Fernando acaba octavo
Era extraña esa racha de viento agradable, casi fresco, que sacudía la parrilla de salida. Fernando Alonso se vestía de piloto -guantes, casco, tapones- sorprendido por la suave brisa, bienvenida tras una mañana ardiente en las arenas de Sakhir. Un mal presagio, por lo inesperado. Un soplo maldito que se llevó las hadas del español muy lejos y que le dejaron desnudo en el desierto, sólo con sus manos y su rabia como defensa en el asfalto. A las tres vueltas descubrió la trampa que portaba su monoplaza. Llevaba la ruina a la espalda, sus alas estaban rotas.
Un fallo mecánico del Ferrari estropeó los buenos propósitos del piloto asturiano, con cara de favorito en la previa. Pero la Fórmula 1 es traicionera, letal a veces por minúsculos detalles. El pasado año un pequeñísimo componente de apenas unos euros estropeó el sábado de Alonso en Monza e hipotecó un triunfo que parecía seguro, unos puntos perdidos que echó de menos en noviembre. Ahora el tono es otro, con mejor armamento y mucho recorrido todavía, pero cada gotera es peligrosa, imprevisible su efecto a final de año. Esta vez, el sistema DRS le jugó una mala pasada.
Le falló el mecanismo del alerón trasero que favorece los adelantamientos (abierto, el coche coge más velocidad, sirve para atacar y defenderse de los rivales). Salió con la merma desde el inicio, sin que hubiera dado problemas en las pruebas anteriores. ¿Qué sucedió? Tendrá que estudiarlo a fondo Ferrari, obligada a evitar averías así, mortales en la lucha por el título. La fiabilidad del monoplaza es tan importante como su velocidad y las buenas decisiones desde el muro. En cuatro grandes premios, con el mejor coche del momento, Alonso ha sumado un podio, una victoria y dos contratiempos. Demasiados. En Malasia, un ligero golpe y la mala reparación del mismo (el alerón delantero colgando) le dejaron ko. Ayer una avería le apartó del podio y quizá del triunfo.

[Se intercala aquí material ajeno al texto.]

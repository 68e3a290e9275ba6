//! The image-sequence builder.
//!
//! [`SequenceBuilder`] turns a set of still images into one movie: it sorts
//! the paths, creates the output, then decodes, appends and flushes one
//! frame at a time. [`build_sequence`] is the one-call shorthand.
//!
//! # Example
//!
//! ```no_run
//! use imgseq::{FrameDuration, ImageSequenceError};
//!
//! let report = imgseq::build_sequence(
//!     "movie.mov",
//!     ["b.png", "a.png", "c.png"],
//!     FrameDuration::new(1, 15)?,
//! )?;
//! assert_eq!(report.frames_written, 3);
//! # Ok::<(), ImageSequenceError>(())
//! ```

use std::fs;
use std::path::{Path, PathBuf};
use std::time::Duration;

use image::{DynamicImage, ImageReader};

use crate::configuration::{FailurePolicy, SequenceOptions};
use crate::duration::FrameDuration;
use crate::error::ImageSequenceError;
use crate::progress::ProgressTracker;
use crate::sequence::ImageSequence;
use crate::validation::preflight;
use crate::writer::{EncoderOptions, FfmpegMovieWriter, MovieWriter};

/// Summary of a finished build.
#[derive(Debug, Clone, PartialEq, Eq)]
pub struct BuildReport {
    /// The movie that was written.
    pub output: PathBuf,
    /// Frames in the movie.
    pub frames_written: u64,
    /// Images left out under [`FailurePolicy::SkipFrame`].
    pub skipped: Vec<PathBuf>,
    /// Input paths dropped because they did not exist.
    pub missing: Vec<PathBuf>,
    /// Display time of each frame.
    pub frame_duration: FrameDuration,
    /// Nominal playback length of the movie.
    pub total_duration: Duration,
}

/// Builds movies from image sequences.
#[derive(Debug, Clone, Default)]
pub struct SequenceBuilder {
    options: SequenceOptions,
}

impl SequenceBuilder {
    /// Create a builder with the given options.
    pub fn new(options: SequenceOptions) -> Self {
        Self { options }
    }

    /// The options this builder runs with.
    pub fn options(&self) -> &SequenceOptions {
        &self.options
    }

    /// Write `images` to the movie at `output` using FFmpeg.
    ///
    /// The container format follows the output extension. An existing file
    /// at `output` is replaced.
    ///
    /// # Errors
    ///
    /// - [`ImageSequenceError::EmptySequence`] when there is nothing to
    ///   write; no file is created.
    /// - [`ImageSequenceError::Decode`] from preflight, before the output is
    ///   created. Under [`FailurePolicy::SkipFrame`] unreadable images are
    ///   left out instead.
    /// - [`ImageSequenceError::Creation`] when the output cannot be opened;
    ///   no image has been decoded at that point.
    /// - [`ImageSequenceError::Decode`], [`ImageSequenceError::Append`],
    ///   [`ImageSequenceError::InputNotFound`] or
    ///   [`ImageSequenceError::Cancelled`] when a frame fails, after the
    ///   output has been finalized (and removed under
    ///   [`FailurePolicy::RemovePartial`]).
    /// - [`ImageSequenceError::EncoderSetup`] when the encoder cannot be
    ///   configured from the first frame. This is never skipped.
    /// - Any error from finalizing the movie, with the failure policy
    ///   applied to the output.
    pub fn build<P, I, Q>(&self, output: P, images: I) -> Result<BuildReport, ImageSequenceError>
    where
        P: AsRef<Path>,
        I: IntoIterator<Item = Q>,
        Q: Into<PathBuf>,
    {
        self.build_with(output, images, |path, encoder| {
            FfmpegMovieWriter::create(path, encoder)
        })
    }

    /// Like [`build`](SequenceBuilder::build), but with a custom writer.
    ///
    /// `open` is called exactly once, after the inputs have been sorted (and
    /// preflighted, if enabled) and before any image is decoded.
    pub fn build_with<P, I, Q, W, F>(
        &self,
        output: P,
        images: I,
        open: F,
    ) -> Result<BuildReport, ImageSequenceError>
    where
        P: AsRef<Path>,
        I: IntoIterator<Item = Q>,
        Q: Into<PathBuf>,
        W: MovieWriter,
        F: FnOnce(&Path, &EncoderOptions) -> Result<W, ImageSequenceError>,
    {
        let output = output.as_ref();
        let mut sequence = ImageSequence::new(images);

        let missing = if self.options.skip_missing {
            let missing = sequence.retain_existing();
            for path in &missing {
                log::warn!("Skipping missing image {}", path.display());
            }
            missing
        } else {
            Vec::new()
        };

        if sequence.is_empty() {
            return Err(ImageSequenceError::EmptySequence);
        }

        let mut skipped = Vec::new();
        if self.options.preflight {
            let mut report = preflight(&sequence);
            if self.options.failure_policy == FailurePolicy::SkipFrame {
                for (path, reason) in report.failures.drain(..) {
                    log::warn!("Skipping unreadable image {}: {reason}", path.display());
                    sequence.retain(|candidate| candidate != path.as_path());
                    skipped.push(path);
                }
                if sequence.is_empty() {
                    return Err(ImageSequenceError::EmptySequence);
                }
            }
            let report = report.into_result()?;
            for warning in &report.warnings {
                log::warn!("{warning}");
            }
        }

        log::info!(
            "Building {:?} from {} image(s) at {} s/frame",
            output,
            sequence.len(),
            self.options.frame_duration,
        );

        let mut writer = open(output, &self.options.encoder)?;
        let mut tracker = ProgressTracker::new(self.options.progress.clone(), sequence.len() as u64);

        for path in &sequence {
            if self.options.is_cancelled() {
                log::info!("Build of {output:?} cancelled");
                return Err(self.abandon(&mut writer, output, ImageSequenceError::Cancelled));
            }

            match self.append(&mut writer, path) {
                Ok(()) => tracker.appended(path),
                Err(error)
                    if error.is_frame_error()
                        && self.options.failure_policy == FailurePolicy::SkipFrame =>
                {
                    log::warn!("Skipping frame: {error}");
                    skipped.push(path.clone());
                    tracker.skipped(path);
                    continue;
                }
                Err(error) => return Err(self.abandon(&mut writer, output, error)),
            }

            if let Err(error) = writer.flush() {
                let error = ImageSequenceError::Append {
                    path: path.clone(),
                    reason: format!("flush failed: {error}"),
                };
                return Err(self.abandon(&mut writer, output, error));
            }
        }

        let frames_written = writer.frames_written();
        if frames_written == 0 {
            log::warn!("Every image was skipped; removing {output:?}");
            finish_quietly(&mut writer, output);
            remove_quietly(output);
            return Err(ImageSequenceError::EmptySequence);
        }

        if let Err(error) = writer.finish() {
            return Err(self.abandon(&mut writer, output, error));
        }

        Ok(BuildReport {
            output: output.to_path_buf(),
            frames_written,
            skipped,
            missing,
            frame_duration: self.options.frame_duration,
            total_duration: self.options.frame_duration.total_for(frames_written),
        })
    }

    /// Decode one image and append it as the next frame.
    fn append<W: MovieWriter>(&self, writer: &mut W, path: &Path) -> Result<(), ImageSequenceError> {
        let image = decode(path)?;
        log::debug!(
            "Appending {} ({}x{})",
            path.display(),
            image.width(),
            image.height(),
        );
        writer
            .append_frame(&image, self.options.frame_duration)
            .map_err(|error| match error {
                // Run-level failures are not tied to this image.
                ImageSequenceError::EncoderSetup(_) | ImageSequenceError::Cancelled => error,
                other => ImageSequenceError::Append {
                    path: path.to_path_buf(),
                    reason: other.to_string(),
                },
            })
    }

    /// Finalize the writer after a failure and apply the failure policy.
    fn abandon<W: MovieWriter>(
        &self,
        writer: &mut W,
        output: &Path,
        error: ImageSequenceError,
    ) -> ImageSequenceError {
        finish_quietly(writer, output);
        match self.options.failure_policy {
            FailurePolicy::RemovePartial => remove_quietly(output),
            FailurePolicy::KeepPartial | FailurePolicy::SkipFrame => log::warn!(
                "Left partial movie {:?} with {} frame(s)",
                output,
                writer.frames_written(),
            ),
        }
        error
    }
}

/// Decode the image at `path`, detecting the format from its content.
fn decode(path: &Path) -> Result<DynamicImage, ImageSequenceError> {
    if !path.exists() {
        return Err(ImageSequenceError::InputNotFound(path.to_path_buf()));
    }
    let failed = |reason: String| ImageSequenceError::Decode {
        path: path.to_path_buf(),
        reason,
    };
    ImageReader::open(path)
        .and_then(ImageReader::with_guessed_format)
        .map_err(|error| failed(error.to_string()))?
        .decode()
        .map_err(|error| failed(error.to_string()))
}

fn finish_quietly<W: MovieWriter>(writer: &mut W, output: &Path) {
    if let Err(error) = writer.finish() {
        log::warn!("Could not finalize {output:?}: {error}");
    }
}

fn remove_quietly(output: &Path) {
    match fs::remove_file(output) {
        Ok(()) => log::info!("Removed partial movie {output:?}"),
        Err(error) => log::warn!("Could not remove {output:?}: {error}"),
    }
}

/// Build a movie at `output_path` from `image_paths`, one frame per image,
/// each shown for `frame_duration`.
///
/// Frames follow the lexicographic order of the paths, not the order given.
/// Uses default encoder settings and aborts on the first bad image, keeping
/// the frames already written. Use [`SequenceBuilder`] for anything else.
pub fn build_sequence<P, I, Q>(
    output_path: P,
    image_paths: I,
    frame_duration: FrameDuration,
) -> Result<BuildReport, ImageSequenceError>
where
    P: AsRef<Path>,
    I: IntoIterator<Item = Q>,
    Q: Into<PathBuf>,
{
    SequenceBuilder::new(SequenceOptions::new().with_frame_duration(frame_duration))
        .build(output_path, image_paths)
}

«Si en Sepang fue 50% mala suerte, 50% mala decisión [no entrar a cambiar la pieza], aquí está claro que ha sido mala suerte», opinaba Alonso a las seis de la tarde, con Sebastian Vettel celebrando el domingo y sus mecánicos en los garajes escuchando Hardwell a todo trapo. Su duelo con el alemán duro muy poco, apenas unas vueltas. Los dos se quitaron pronto de en medio a Nico Rosberg, con la pole y sin consistencia. El Ferrari se puso por delante bajo el semáforo, pero la reacción del campeón fue rápida, con un latigazo espectacular. Quedaron los dos enemigos al frente, pero Alonso ya sabía en ese instante que algo no iba bien. Perdía fuelle, se deshacía su ritmo.

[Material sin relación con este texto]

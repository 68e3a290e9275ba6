//! Internal pixel helpers.
//!
//! Turning decoded images into FFmpeg frames and settling on a frame size
//! the encoder will accept.

use ffmpeg_next::{format::Pixel, frame::Video as VideoFrame};
use image::DynamicImage;
use image::imageops::FilterType;

/// Round a frame size down to even dimensions (minimum 2x2).
///
/// Chroma-subsampled 4:2:0 formats cannot represent odd widths or heights.
pub fn even_dimensions(width: u32, height: u32) -> (u32, u32) {
    ((width & !1).max(2), (height & !1).max(2))
}

/// Copy an image into a new RGB24 FFmpeg frame of `width` x `height`.
///
/// The image is resized first when its size differs from the target.
pub fn image_to_rgb_frame(image: &DynamicImage, width: u32, height: u32) -> VideoFrame {
    let rgb = if image.width() != width || image.height() != height {
        image
            .resize_exact(width, height, FilterType::Lanczos3)
            .to_rgb8()
    } else {
        image.to_rgb8()
    };

    let mut frame = VideoFrame::new(Pixel::RGB24, width, height);
    let stride = frame.stride(0);
    let row_len = (width as usize) * 3;
    let data = frame.data_mut(0);
    for (row, pixels) in rgb.as_raw().chunks_exact(row_len).enumerate() {
        let start = row * stride;
        data[start..start + row_len].copy_from_slice(pixels);
    }
    frame
}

«¡Me quedo sin ruedas, me quedo sin ruedas! ¿Qué pasa?», gritaba por radio mientras Vettel le metía casi un segundo por vuelta. Le vencía incluso en el segundo sector de la pista, el más revirado, donde el F138 más agarre y mejor respuesta había dado desde el viernes. «Fernando, es el DRS. ¡No baja!», le gritaron alarmados sus técnicos. El sistema se había quedado bloqueado, una anomalía poco vista. «Que no suba, a veces se da, porque es un mecanismo hidráulico que requiere cierta fuerza, pero que no se cierre es rarísimo», explicaba asombrado el español. La apertura permanente del ala le dejó vendido, veloz en las rectas pero descolocado en las curvas.

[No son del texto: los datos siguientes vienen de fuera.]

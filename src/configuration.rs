//! Build configuration.
//!
//! [`SequenceOptions`] is a builder that carries the frame duration, encoder
//! settings, failure handling and progress hooks into
//! [`SequenceBuilder`](crate::SequenceBuilder) without widening every
//! signature.
//!
//! # Example
//!
//! ```
//! use imgseq::{EncoderOptions, FailurePolicy, FrameDuration, SequenceOptions, VideoCodec};
//!
//! let options = SequenceOptions::new()
//!     .with_frame_duration(FrameDuration::new(1, 24)?)
//!     .with_encoder(EncoderOptions::default().codec(VideoCodec::Mjpeg))
//!     .with_failure_policy(FailurePolicy::SkipFrame)
//!     .with_preflight(true);
//! assert_eq!(options.frame_duration().scale(), 24);
//! # Ok::<(), imgseq::ImageSequenceError>(())
//! ```

use std::fmt::{Debug, Formatter, Result as FmtResult};
use std::str::FromStr;
use std::sync::Arc;

use crate::duration::FrameDuration;
use crate::progress::{CancellationToken, NoOpProgress, ProgressCallback};
use crate::writer::EncoderOptions;

/// What to do when an image cannot be decoded or appended.
#[derive(Debug, Clone, Copy, PartialEq, Eq, Default)]
pub enum FailurePolicy {
    /// Stop the build. Frames appended so far stay in the finalized output.
    #[default]
    KeepPartial,
    /// Stop the build and delete the partial output file.
    RemovePartial,
    /// Log a warning, leave the image out and carry on.
    SkipFrame,
}

impl FromStr for FailurePolicy {
    type Err = String;

    fn from_str(value: &str) -> Result<Self, Self::Err> {
        match value.to_ascii_lowercase().as_str() {
            "keep" | "keep-partial" | "abort" => Ok(FailurePolicy::KeepPartial),
            "remove" | "remove-partial" | "clean" => Ok(FailurePolicy::RemovePartial),
            "skip" | "skip-frame" => Ok(FailurePolicy::SkipFrame),
            other => Err(format!("unknown failure policy: {other} (keep|remove|skip)")),
        }
    }
}

/// Settings for one image-sequence build.
///
/// A default-constructed value reproduces the classic behavior: 1/15 s per
/// frame, MPEG-4 frames, abort on the first bad image keeping what was
/// written, no preflight.
#[derive(Clone)]
pub struct SequenceOptions {
    pub(crate) frame_duration: FrameDuration,
    pub(crate) encoder: EncoderOptions,
    pub(crate) failure_policy: FailurePolicy,
    pub(crate) preflight: bool,
    pub(crate) skip_missing: bool,
    pub(crate) progress: Arc<dyn ProgressCallback>,
    pub(crate) cancellation: Option<CancellationToken>,
}

impl Debug for SequenceOptions {
    fn fmt(&self, f: &mut Formatter<'_>) -> FmtResult {
        f.debug_struct("SequenceOptions")
            .field("frame_duration", &self.frame_duration)
            .field("encoder", &self.encoder)
            .field("failure_policy", &self.failure_policy)
            .field("preflight", &self.preflight)
            .field("skip_missing", &self.skip_missing)
            .field("has_cancellation", &self.cancellation.is_some())
            .finish()
    }
}

impl Default for SequenceOptions {
    fn default() -> Self {
        Self::new()
    }
}

impl SequenceOptions {
    /// Create options with default settings.
    pub fn new() -> Self {
        Self {
            frame_duration: FrameDuration::default(),
            encoder: EncoderOptions::default(),
            failure_policy: FailurePolicy::default(),
            preflight: false,
            skip_missing: false,
            progress: Arc::new(NoOpProgress),
            cancellation: None,
        }
    }

    /// Set the display duration applied to every frame.
    #[must_use]
    pub fn with_frame_duration(mut self, duration: FrameDuration) -> Self {
        self.frame_duration = duration;
        self
    }

    /// Set the codec and quality attributes applied to every frame.
    #[must_use]
    pub fn with_encoder(mut self, encoder: EncoderOptions) -> Self {
        self.encoder = encoder;
        self
    }

    /// Choose how bad images are handled.
    #[must_use]
    pub fn with_failure_policy(mut self, policy: FailurePolicy) -> Self {
        self.failure_policy = policy;
        self
    }

    /// Check every image header before the output file is created.
    ///
    /// With preflight on, an unreadable input fails the build without
    /// touching the output path.
    #[must_use]
    pub fn with_preflight(mut self, preflight: bool) -> Self {
        self.preflight = preflight;
        self
    }

    /// Silently drop input paths that do not exist (a warning is logged).
    #[must_use]
    pub fn with_skip_missing(mut self, skip: bool) -> Self {
        self.skip_missing = skip;
        self
    }

    /// Attach a progress callback, invoked after every image.
    #[must_use]
    pub fn with_progress(mut self, callback: Arc<dyn ProgressCallback>) -> Self {
        self.progress = callback;
        self
    }

    /// Attach a cancellation token, checked before every image.
    ///
    /// A cancelled build ends with
    /// [`ImageSequenceError::Cancelled`](crate::ImageSequenceError::Cancelled)
    /// and leaves the output according to the failure policy.
    #[must_use]
    pub fn with_cancellation(mut self, token: CancellationToken) -> Self {
        self.cancellation = Some(token);
        self
    }

    /// The configured frame duration.
    pub fn frame_duration(&self) -> FrameDuration {
        self.frame_duration
    }

    /// The configured encoder settings.
    pub fn encoder(&self) -> &EncoderOptions {
        &self.encoder
    }

    /// The configured failure policy.
    pub fn failure_policy(&self) -> FailurePolicy {
        self.failure_policy
    }

    pub(crate) fn is_cancelled(&self) -> bool {
        self.cancellation
            .as_ref()
            .is_some_and(|token| token.is_cancelled())
    }
}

Entró a los garajes y sus mecánicos intentaron arreglar la pieza. Cuando volvió a probarla, agua. Otra vez la puerta abierta y de vuelta al taller, donde ya se la ajustaron de un golpetazo. Sin DRS y con dos paradas imprevista acumuladas, Alonso tuvo que remontar con genio desde el pozo. A pelo fue adelantando, pero sólo pudo quedar octavo en apretada pelea. «Podíamos haber sido primeros o segundos», resumió, dejando la única lectura positiva: su coche (sin averías, sin infortunios) es competitivo y promete guerra en Montmeló dentro de tres semanas.